**What you should do**
When you reach the line with "conditional in-place replacement." in the data below, begin printing lines exactly, and stop once the line with "on the stripe's" has been printed.
######
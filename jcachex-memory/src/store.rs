//  Copyright 2025 JCacheX Project Authors
//
//  Licensed under the Apache License, Version 2.0 (the "License");
//  you may not use this file except in compliance with the License.
//  You may obtain a copy of the License at
//
//  http://www.apache.org/licenses/LICENSE-2.0
//
//  Unless required by applicable law or agreed to in writing, software
//  distributed under the License is distributed on an "AS IS" BASIS,
//  WITHOUT WARRANTIES OR CONDITIONS OF ANY KIND, either express or implied.
//  See the License for the specific language governing permissions and
//  limitations under the License.

use std::sync::atomic::{AtomicU64, Ordering};

use hashbrown::hash_map::{Entry as HashMapEntry, HashMap};
use itertools::Itertools;
use parking_lot::RwLock;
use tokio::sync::oneshot;

use jcachex_common::code::{HashBuilder, Key, Value};

use crate::entry::EntryRecord;

/// Outcome of joining a single-flight load.
pub(crate) enum BeginLoad<V> {
    /// The entry was present and live; hit bookkeeping already ran.
    Hit(V),
    /// Another caller is loading this key; wait for its result.
    Waiter(oneshot::Receiver<Option<V>>),
    /// This caller owns the load.
    Leader,
}

/// Outcome of a conditional in-place replacement.
pub(crate) enum ReplaceOutcome<V> {
    Replaced { old_value: V, old_weight: u32 },
    Rejected,
    Absent,
}

struct Shard<K, V, S>
where
    K: Key,
    V: Value,
    S: HashBuilder,
{
    map: HashMap<K, EntryRecord<V>, S>,
    /// Pending single-flight loads keyed by the missing key. The waiting
    /// senders are fulfilled by the load leader.
    waiters: HashMap<K, Vec<oneshot::Sender<Option<V>>>, S>,
}

/// Striped key-to-entry mapping.
///
/// The key hash selects one of N stripes; reads take the stripe's shared
/// lock and never block each other, writes serialize on the stripe's
/// exclusive lock without blocking other stripes. Entry count and total
/// weight are relaxed atomic aggregates, exact at quiescence and at most
/// the number of in-flight writes behind under concurrent traffic.
pub(crate) struct EntryStore<K, V, S>
where
    K: Key,
    V: Value,
    S: HashBuilder + Clone,
{
    shards: Vec<RwLock<Shard<K, V, S>>>,
    size: AtomicU64,
    weight: AtomicU64,
    hash_builder: S,
}

impl<K, V, S> EntryStore<K, V, S>
where
    K: Key,
    V: Value,
    S: HashBuilder + Clone,
{
    pub fn new(shards: usize, hash_builder: S) -> Self {
        let shards = (0..shards)
            .map(|_| {
                RwLock::new(Shard {
                    map: HashMap::with_hasher(hash_builder.clone()),
                    waiters: HashMap::with_hasher(hash_builder.clone()),
                })
            })
            .collect_vec();
        Self {
            shards,
            size: AtomicU64::new(0),
            weight: AtomicU64::new(0),
            hash_builder,
        }
    }

    pub fn hash(&self, key: &K) -> u64 {
        self.hash_builder.hash_one(key)
    }

    pub fn shard_count(&self) -> usize {
        self.shards.len()
    }

    fn shard_index(&self, hash: u64) -> usize {
        hash as usize % self.shards.len()
    }

    pub fn size(&self) -> u64 {
        self.size.load(Ordering::Relaxed)
    }

    pub fn weight(&self) -> u64 {
        self.weight.load(Ordering::Relaxed)
    }

    /// Run `f` against the record under the stripe's shared lock.
    pub fn with_record<R>(
        &self,
        hash: u64,
        key: &K,
        f: impl FnOnce(&EntryRecord<V>) -> R,
    ) -> Option<R> {
        let shard = self.shards[self.shard_index(hash)].read();
        shard.map.get(key).map(f)
    }

    /// Insert or replace. Returns the prior record if one existed.
    pub fn insert(&self, hash: u64, key: K, record: EntryRecord<V>) -> Option<EntryRecord<V>> {
        let added_weight = record.weight as u64;
        let mut shard = self.shards[self.shard_index(hash)].write();
        let prior = shard.map.insert(key, record);
        match &prior {
            Some(old) => {
                old.mark_tombstone();
                self.weight.fetch_add(added_weight, Ordering::Relaxed);
                self.weight.fetch_sub(old.weight as u64, Ordering::Relaxed);
            }
            None => {
                self.size.fetch_add(1, Ordering::Relaxed);
                self.weight.fetch_add(added_weight, Ordering::Relaxed);
            }
        }
        prior
    }

    /// Remove unconditionally. Returns the prior record if one existed.
    pub fn remove(&self, hash: u64, key: &K) -> Option<EntryRecord<V>> {
        self.remove_if(hash, key, |_| true)
    }

    /// Remove only when `pred` holds under the stripe's exclusive lock.
    pub fn remove_if(
        &self,
        hash: u64,
        key: &K,
        pred: impl FnOnce(&EntryRecord<V>) -> bool,
    ) -> Option<EntryRecord<V>> {
        let mut shard = self.shards[self.shard_index(hash)].write();
        match shard.map.get(key) {
            Some(record) if pred(record) => {}
            _ => return None,
        }
        let record = shard.map.remove(key)?;
        record.mark_tombstone();
        self.size.fetch_sub(1, Ordering::Relaxed);
        self.weight
            .fetch_sub(record.weight as u64, Ordering::Relaxed);
        Some(record)
    }

    /// Replace the value in place when `pred` holds, renewing the entry's
    /// write-time metadata.
    #[allow(clippy::too_many_arguments)]
    pub fn replace_if(
        &self,
        hash: u64,
        key: &K,
        pred: impl FnOnce(&EntryRecord<V>) -> bool,
        value: V,
        weight: u32,
        now: u64,
        expire_at: u64,
        refresh_at: u64,
    ) -> ReplaceOutcome<V> {
        let mut shard = self.shards[self.shard_index(hash)].write();
        match shard.map.get_mut(key) {
            None => ReplaceOutcome::Absent,
            Some(record) if !pred(record) => ReplaceOutcome::Rejected,
            Some(record) => {
                let (old_value, old_weight) = record.renew(value, weight, now, expire_at, refresh_at);
                self.weight.fetch_add(weight as u64, Ordering::Relaxed);
                self.weight.fetch_sub(old_weight as u64, Ordering::Relaxed);
                ReplaceOutcome::Replaced {
                    old_value,
                    old_weight,
                }
            }
        }
    }

    pub fn peek_weight(&self, hash: u64, key: &K) -> Option<u32> {
        self.with_record(hash, key, |record| record.weight)
    }

    /// Visit every record in one stripe under its shared lock.
    pub fn scan_shard(&self, index: usize, mut f: impl FnMut(&K, &EntryRecord<V>)) {
        let shard = self.shards[index].read();
        for (key, record) in shard.map.iter() {
            f(key, record);
        }
    }

    /// Clone out all entries passing `filter`.
    pub fn snapshot(&self, filter: impl Fn(&K, &EntryRecord<V>) -> bool) -> Vec<(K, V)> {
        let mut out = Vec::new();
        for shard in self.shards.iter() {
            let shard = shard.read();
            for (key, record) in shard.map.iter() {
                if filter(key, record) {
                    out.push((key.clone(), record.value.clone()));
                }
            }
        }
        out
    }

    /// Drop every entry. Returns the number of entries removed.
    pub fn clear(&self) -> u64 {
        let mut removed = 0;
        for shard in self.shards.iter() {
            let mut shard = shard.write();
            for (_, record) in shard.map.drain() {
                record.mark_tombstone();
                removed += 1;
                self.size.fetch_sub(1, Ordering::Relaxed);
                self.weight
                    .fetch_sub(record.weight as u64, Ordering::Relaxed);
            }
        }
        removed
    }

    /// Join or start a single-flight load for `key`. `on_hit` runs against
    /// a present record under the stripe lock and returns the value if the
    /// record counts as a live hit.
    pub fn begin_load(
        &self,
        hash: u64,
        key: &K,
        on_hit: impl FnOnce(&EntryRecord<V>) -> Option<V>,
    ) -> BeginLoad<V> {
        let mut shard = self.shards[self.shard_index(hash)].write();
        if let Some(record) = shard.map.get(key) {
            if let Some(value) = on_hit(record) {
                return BeginLoad::Hit(value);
            }
        }
        match shard.waiters.entry(key.clone()) {
            HashMapEntry::Occupied(mut o) => {
                let (tx, rx) = oneshot::channel();
                o.get_mut().push(tx);
                BeginLoad::Waiter(rx)
            }
            HashMapEntry::Vacant(v) => {
                v.insert(vec![]);
                BeginLoad::Leader
            }
        }
    }

    /// Conclude a single-flight load, returning the senders to fulfill.
    pub fn finish_load(&self, hash: u64, key: &K) -> Vec<oneshot::Sender<Option<V>>> {
        let mut shard = self.shards[self.shard_index(hash)].write();
        shard.waiters.remove(key).unwrap_or_default()
    }
}

#[cfg(test)]
mod tests {
    use ahash::RandomState;

    use super::*;

    fn store() -> EntryStore<u64, String, RandomState> {
        EntryStore::new(4, RandomState::default())
    }

    fn record(value: &str, weight: u32) -> EntryRecord<String> {
        EntryRecord::new(value.to_string(), weight, 1, 0, 0)
    }

    #[test]
    fn test_insert_remove_aggregates() {
        let store = store();
        let hash = store.hash(&1);

        assert!(store.insert(hash, 1, record("a", 2)).is_none());
        assert_eq!(store.size(), 1);
        assert_eq!(store.weight(), 2);

        let prior = store.insert(hash, 1, record("b", 5)).unwrap();
        assert_eq!(prior.value, "a");
        assert_eq!(store.size(), 1);
        assert_eq!(store.weight(), 5);

        let removed = store.remove(hash, &1).unwrap();
        assert_eq!(removed.value, "b");
        assert_eq!(store.size(), 0);
        assert_eq!(store.weight(), 0);
        assert!(store.remove(hash, &1).is_none());
    }

    #[test]
    fn test_remove_if_pred() {
        let store = store();
        let hash = store.hash(&7);
        store.insert(hash, 7, record("v", 1));

        assert!(store.remove_if(hash, &7, |r| r.value == "other").is_none());
        assert_eq!(store.size(), 1);
        assert!(store.remove_if(hash, &7, |r| r.value == "v").is_some());
        assert_eq!(store.size(), 0);
    }

    #[test]
    fn test_replace_if() {
        let store = store();
        let hash = store.hash(&7);
        store.insert(hash, 7, record("old", 2));

        match store.replace_if(hash, &7, |r| r.value == "old", "new".to_string(), 4, 9, 0, 0) {
            ReplaceOutcome::Replaced {
                old_value,
                old_weight,
            } => {
                assert_eq!(old_value, "old");
                assert_eq!(old_weight, 2);
            }
            _ => panic!("expected replacement"),
        }
        assert_eq!(store.weight(), 4);
        assert!(matches!(
            store.replace_if(hash, &7, |r| r.value == "old", "x".to_string(), 1, 9, 0, 0),
            ReplaceOutcome::Rejected
        ));
        assert!(matches!(
            store.replace_if(hash, &8, |_| true, "x".to_string(), 1, 9, 0, 0),
            ReplaceOutcome::Absent
        ));
    }

    #[test]
    fn test_snapshot_filters() {
        let store = store();
        for key in 0..8u64 {
            let hash = store.hash(&key);
            store.insert(hash, key, record(&key.to_string(), 1));
        }
        let even = store.snapshot(|key, _| key % 2 == 0);
        assert_eq!(even.len(), 4);
    }

    #[test]
    fn test_clear() {
        let store = store();
        for key in 0..16u64 {
            let hash = store.hash(&key);
            store.insert(hash, key, record("v", 2));
        }
        assert_eq!(store.clear(), 16);
        assert_eq!(store.size(), 0);
        assert_eq!(store.weight(), 0);
    }

    #[test]
    fn test_single_flight_roles() {
        let store = store();
        let hash = store.hash(&1);

        let leader = store.begin_load(hash, &1, |_| None);
        assert!(matches!(leader, BeginLoad::Leader));

        let waiter = store.begin_load(hash, &1, |_| None);
        let rx = match waiter {
            BeginLoad::Waiter(rx) => rx,
            _ => panic!("expected waiter"),
        };

        let senders = store.finish_load(hash, &1);
        assert_eq!(senders.len(), 1);
        for tx in senders {
            let _ = tx.send(Some("value".to_string()));
        }
        assert_eq!(rx.blocking_recv().unwrap(), Some("value".to_string()));

        // The slot is free again.
        assert!(matches!(store.begin_load(hash, &1, |_| None), BeginLoad::Leader));
    }

    #[test]
    fn test_begin_load_hit_short_circuits() {
        let store = store();
        let hash = store.hash(&1);
        store.insert(hash, 1, record("v", 1));

        match store.begin_load(hash, &1, |r| Some(r.value.clone())) {
            BeginLoad::Hit(v) => assert_eq!(v, "v"),
            _ => panic!("expected hit"),
        }
    }

    #[test]
    fn test_concurrent_inserts_distinct_keys() {
        use std::sync::Arc;

        let store = Arc::new(EntryStore::<u64, String, RandomState>::new(
            8,
            RandomState::default(),
        ));
        let handles = (0..4)
            .map(|t| {
                let store = store.clone();
                std::thread::spawn(move || {
                    for i in 0..256u64 {
                        let key = t * 1000 + i;
                        let hash = store.hash(&key);
                        store.insert(hash, key, EntryRecord::new("v".to_string(), 1, 1, 0, 0));
                    }
                })
            })
            .collect_vec();
        for handle in handles {
            handle.join().unwrap();
        }
        assert_eq!(store.size(), 1024);
        assert_eq!(store.weight(), 1024);
    }
}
######
**Output of the task**
/// Outcome of a conditional in-place replacement.
pub(crate) enum ReplaceOutcome<V> {
    Replaced { old_value: V, old_weight: u32 },
    Rejected,
    Absent,
}

struct Shard<K, V, S>
where
    K: Key,
    V: Value,
    S: HashBuilder,
{
    map: HashMap<K, EntryRecord<V>, S>,
    /// Pending single-flight loads keyed by the missing key. The waiting
    /// senders are fulfilled by the load leader.
    waiters: HashMap<K, Vec<oneshot::Sender<Option<V>>>, S>,
}

/// Striped key-to-entry mapping.
///
/// The key hash selects one of N stripes; reads take the stripe's shared
/// lock and never block each other, writes serialize on the stripe's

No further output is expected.